They end up at the Spanish tapas place across the other side of the market. Brendon knows his way pretty well around the tube by now, but he's suddenly, ravenously hungry, and the bar is both close, and good.

"You want to share?" Ryan asks, when they're settled at a tiny table in the corner. There's a band on tonight, not Spanish, Irish-sounding instrumental stuff with a fiddle and a seriously cool hand drum that Brendon knows Spencer would go nuts for, the girl playing so fast her hands blur.

"Depends," Brendon says, tearing his eyes away, "what are you having?"

Ryan taps the fingers of one hand on the table as he looks at the menu.

"The pork belly and beans. And the tuna?"

"I'll have the tortilla," Brendon decides, and Ryan waves the server over and orders.

It's nothing they haven’t done before, shared food, all the way back to when they'd eat together because that was the only way Brendon could afford to eat at all. It should be completely normal, but Brendon's still aware of something, something extra, the curl of Ryan's fingers round the stem of a wine glass, the nudge of his foot under the table, the glint of the dim light on his hair.

It kind of feels like date.

It's new, but, Brendon realises as they eat, its not exactly unwelcome. it's not really surprising. And it's so subtle that Brendon's still not sure he's not imagining it.

He's not imagining leaning into Ryan as they walk back to the apartment though, or the way Ryan leans briefly back, a skinny line of warmth, his coat rough against Brendon's hand.

"See you tomorrow?" Ryan asks as they reach the tube station.

"This gallery has an exhibition of 80s pop posters," Brendon says, remembering the advert he'd seen on the tube, "I was going to check it out, if you want to come."

"Sounds good," Ryan says, "I'll bring breakfast."

Three years ago, Brendon would have hugged him goodnight. Instead, he squeezes Ryan's shoulder, briefly.

"Night, dude," he says.

"Night," Ryan says. The platform announcement blares, the rattle of Ryan's train almost drowning it out, and Ryan hugs him, quick and rough, before sprinting down the escalator, coat flapping out behind him.

Brendon flops back onto the bed when he gets back to the apartment, and thinks Huh.


Ryan's wearing ridiculous sunglasses the next day; he pushes them up on top of his head, keeping his hair out of his face, while they eat breakfast.

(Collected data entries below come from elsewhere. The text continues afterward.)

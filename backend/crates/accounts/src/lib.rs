//! Accounts Backend Module
//!
//! Clean Architecture structure:
//! - `domain/` - Business logic, entities, repository traits
//! - `application/` - Use cases and application services
//! - `infra/` - Database implementations
//! - `presentation/` - HTTP handlers, DTOs, router, middleware
//!
//! ## Features
//! - Company and employee registration with email + password
//! - Stateless bearer-token authentication (signed JWT with expiry)
//! - Role-based access (Company, Employee)
//! - Company listing/search and employee search
//!
//! ## Security Model
//! - Passwords hashed with Argon2id, never stored or logged in plaintext
//! - Identity and profile created in one database transaction
//! - Login failures are indistinguishable (unknown email vs wrong password)
//! - Token role claim checked by per-route middleware (401 vs 403)

pub mod application;
pub mod domain;
pub mod error;
pub mod infra;
pub mod presentation;

#[cfg(test)]
mod tests;

// Re-exports for convenience
pub use application::config::AccountsConfig;
pub use application::token::{Claims, TokenService};
pub use error::{AccountError, AccountResult};
pub use infra::postgres::PgAccountsRepository;
pub use presentation::router::accounts_router;

// Re-export kernel error types for unified error handling
pub use kernel::error::{
    app_error::{AppError, AppResult},
    kind::ErrorKind,
};

// Convenience re-exports
pub mod config {
    pub use crate::application::config::*;
}

pub mod models {
    pub use crate::domain::entity::*;
    pub use crate::domain::value_object::*;
    pub use crate::presentation::dto::*;
}

pub mod handlers {
    pub use crate::presentation::handlers::*;
}

pub mod store {
    pub use crate::infra::postgres::PgAccountsRepository as AccountsStore;
}

pub mod router {
    pub use crate::presentation::router::*;
}

pub mod middleware {
    pub use crate::presentation::middleware::*;
}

"You look like Paris Hilton," Brendon says, licking the frosting from his danish off his fingers.

"You'd know," Ryan says, teasing, and that look is back again, that sidelong look, and Brendon thinks I'm not imagining it. I'm not.

"It's sweet you think that will get my attention, Ross," Brendon gets up to check the tube map.

"I'd say I already have it," Ryan wads up the paper napkin and leaves it on the table.

The exhibition is busy, full of people, and Brendon wishes he'd thought to bring his shades too. There's a gallery of original posters from Factory Records, to start with, and then the posters are arranged by genre, and he and Ryan get into a heated discussion of just how to classify Duran Duran which takes them all through the rest of the exhibition and out into the coffee shop next door.

Brendon's halfway through an impassioned defence of the New Romantic label "-you can't just call them Alternative Rock, it's not the whole story-" when he catches Ryan's eye, and there's a private smile, a look from up under his eyelashes, sly and impish, and Brendon stutters to a stop, because he's seen that look before, sure but it's never been directed at him.

He's not imagining it.

Well, if that's the way things are, Brendon can roll with that. He's on vacation. People hook up on vacation all the time. London's neutral ground. And it's not like they can break up the band.

They've already done that.

Plus, it's Ryan. Who's still, after everything, one of the most fascinating people Brendon knows. Who knows him. Who's- speaking to him.

"Brendon," Ryan sounds impatient.

"Sure," Brendon says, not knowing what he's agreeing to.

"Great," Ryan says, and puts a hand to his elbow to steer him in direction of the tube "we can have lunch there."

"Where?" Brendon asks. Maybe he should have paid attention but he was too busy having a revelation.

"Camden," Ryan says. "This place near my hotel."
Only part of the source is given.